Goldman Sachs bought Litton in 2007 to get into mortgage servicing, and Morgan Stanley bought Saxon in 2006, before a housing market collapse that led to the worst financial crisis since the Great Depression. Litton started 135,586 foreclosures in 2009 and 2010, and Saxon initiated at least 60,313 actions in the same period, according to the Fed. Both banks later sold the servicers to Ocwen Financial Corp.
The settlement with Goldman Sachs and Morgan Stanley expands the industry payouts beyond the initial 14 firms that agreed in 2011 to hire outside consultants to review their foreclosures for errors.

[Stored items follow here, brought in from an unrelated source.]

// ==========================================
// 参数注册表 - 表达式语法树
// ==========================================
// 封闭文法: 字面量 / 容器 / 算术 / 序列构造函数 / 未求值标记
// ==========================================

use crate::domain::value::ParamValue;

/// 容器种类
#[derive(Debug, Clone, Copy, PartialEq, Eq)]
pub enum ContainerKind {
    List,
    Tuple,
    Set,
}

/// 算术运算符
#[derive(Debug, Clone, Copy, PartialEq, Eq)]
pub enum ArithOp {
    Add,
    Sub,
    Mul,
    Div,
    Pow,
}

impl ArithOp {
    pub fn symbol(self) -> &'static str {
        match self {
            ArithOp::Add => "+",
            ArithOp::Sub => "-",
            ArithOp::Mul => "*",
            ArithOp::Div => "/",
            ArithOp::Pow => "**",
        }
    }
}

/// 一元运算符
#[derive(Debug, Clone, Copy, PartialEq, Eq)]
pub enum UnaryOp {
    Neg,
    Pos,
}

#[derive(Debug, Clone, PartialEq)]
pub enum Expr {
    /// None / True / False / 字符串 / 数值（含带符号数值）
    Literal(ParamValue),
    Container(ContainerKind, Vec<Expr>),
    Mapping(Vec<(Expr, Expr)>),
    Unary(UnaryOp, Box<Expr>),
    Arithmetic {
        op: ArithOp,
        lhs: Box<Expr>,
        rhs: Box<Expr>,
    },
    /// 形如 `np.arange(7, 40, 3)` 的调用；名称是否允许在求值阶段判断
    Constructor {
        name: String,
        args: Vec<Expr>,
        kwargs: Vec<(String, Expr)>,
    },
    /// 裸标识符
    Marker(String),
}

impl Expr {
    /// 顶层是否为调用表达式
    pub fn is_constructor(&self) -> bool {
        matches!(self, Expr::Constructor { .. })
    }
}
// ==========================================
// 参数注册表 - 表达式递归下降解析器
// ==========================================
// 文法:
//
//   document  = expr EOF
//   expr      = term (("+" | "-") term)*
//   term      = unary (("*" | "/") unary)*
//   unary     = ("-" | "+") unary | power
//   power     = primary ("**" unary)?
//   primary   = number | string | "None" | "True" | "False"
//             | "[" items "]" | "(" items ")" | "{" (pairs | items)? "}"
//             | name "(" args ")" | name
//   name      = ident ("." ident)*
// ==========================================

use super::ast::{ArithOp, ContainerKind, Expr, UnaryOp};
use super::error::{ExprResult, ExpressionError};
use crate::domain::value::ParamValue;

/// 解析器状态（当前字节位置）
pub(crate) struct Parser<'a> {
    src: &'a str,
    pos: usize,
}
// ==========================================
// 参数注册表 - 参数表加载错误类型
// ==========================================
// 工具: thiserror 派生宏
// 红线: 行级错误必须携带行号与 key
// ==========================================

use crate::expr::ExpressionError;
use crate::widget::{OptionsError, ValidationError};
use thiserror::Error;

/// 参数表加载错误（致命，加载整体失败）
#[derive(Error, Debug)]
pub enum SchemaError {
    // ===== 文件相关错误 =====
    #[error("文件不存在: {0}")]
    FileNotFound(String),

    #[error("文件格式不支持: {0}（仅支持 .csv/.xlsx/.xls）")]
    UnsupportedFormat(String),

    #[error("文件读取失败: {0}")]
    FileReadError(String),

    #[error("CSV 解析失败: {0}")]
    CsvParseError(String),

    #[error("Excel 解析失败: {0}")]
    ExcelParseError(String),

    #[error("表头缺少列: {0}")]
    MissingColumn(String),

    // ===== 行级错误 =====
    #[error("参数 key 为空 (行 {row})")]
    EmptyKey { row: usize },

    #[error("参数 key 重复 (行 {row}): {key}")]
    DuplicateKey { row: usize, key: String },

    #[error("必填字段为空 (行 {row}, key {key}): {field}")]
    MissingField {
        row: usize,
        key: String,
        field: String,
    },

    #[error("未知控件类型 (行 {row}, key {key}): {gui_type}")]
    UnknownWidgetKind {
        row: usize,
        key: String,
        gui_type: String,
    },

    #[error("默认值无效 (行 {row}, key {key}): {source}")]
    InvalidDefault {
        row: usize,
        key: String,
        #[source]
        source: ExpressionError,
    },

    #[error("gui_args 无效 (行 {row}, key {key}): {source}")]
    InvalidWidgetArgs {
        row: usize,
        key: String,
        #[source]
        source: OptionsError,
    },

    #[error("默认值与控件不兼容 (行 {row}, key {key}): {source}")]
    IncompatibleDefault {
        row: usize,
        key: String,
        #[source]
        source: ValidationError,
    },

    /// 直接传入的定义列表中 key 重复（无行号）
    #[error("参数定义 key 重复: {0}")]
    DuplicateDefinition(String),

    #[error("参数表没有任何参数行")]
    EmptySchema,
}

impl SchemaError {
    /// 出错的参数 key（文件级错误为 None）
    pub fn key(&self) -> Option<&str> {
        match self {
            SchemaError::DuplicateKey { key, .. }
            | SchemaError::MissingField { key, .. }
            | SchemaError::UnknownWidgetKind { key, .. }
            | SchemaError::InvalidDefault { key, .. }
            | SchemaError::InvalidWidgetArgs { key, .. }
            | SchemaError::IncompatibleDefault { key, .. }
            | SchemaError::DuplicateDefinition(key) => Some(key),
            _ => None,
        }
    }

    /// 出错的行号（文件级错误为 None）
    pub fn row(&self) -> Option<usize> {
        match self {
            SchemaError::EmptyKey { row }
            | SchemaError::DuplicateKey { row, .. }
            | SchemaError::MissingField { row, .. }
            | SchemaError::UnknownWidgetKind { row, .. }
            | SchemaError::InvalidDefault { row, .. }
            | SchemaError::InvalidWidgetArgs { row, .. }
            | SchemaError::IncompatibleDefault { row, .. } => Some(*row),
            _ => None,
        }
    }
}

// 实现 From<std::io::Error>
impl From<std::io::Error> for SchemaError {
    fn from(err: std::io::Error) -> Self {
        SchemaError::FileReadError(err.to_string())
    }
}

// 实现 From<csv::Error>
impl From<csv::Error> for SchemaError {
    fn from(err: csv::Error) -> Self {
        SchemaError::CsvParseError(err.to_string())
    }
}

// 实现 From<calamine::Error>
impl From<calamine::Error> for SchemaError {
    fn from(err: calamine::Error) -> Self {
        SchemaError::ExcelParseError(err.to_string())
    }
}

/// Result 类型别名
pub type SchemaResult<T> = Result<T, SchemaError>;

HSBC Holdings Inc. and Ally Financial Inc. are also preparing to sign on to the deal, two people briefed on the matter have said. Neil Brazil, a U.S. spokesman for HSBC, said the bank is still in discussions with regulators. Its mortgage- servicing operations were regulated by both the Fed and OCC.
“The OCC continues conversations with the remaining servicers,” said Bryan Hubbard, an OCC spokesman.
IndyMac Bancorp’s successor OneWest Bank FSB and EverBank Financial Corp. also haven’t reached an accord with regulators.
Ally, with all its mortgage-servicing affiliates, represented the fifth-largest U.S. servicer with 2.5 million loans during the crisis, according to the Fed.
Residential Capital LLC, the unit of Detroit-based Ally involved in the settlement, supports the idea that bank funds “should go toward consumers rather than consultants,” and has been delayed in considering the settlement because of its bankruptcy, said Susan Fitzpatrick, a bank spokeswoman.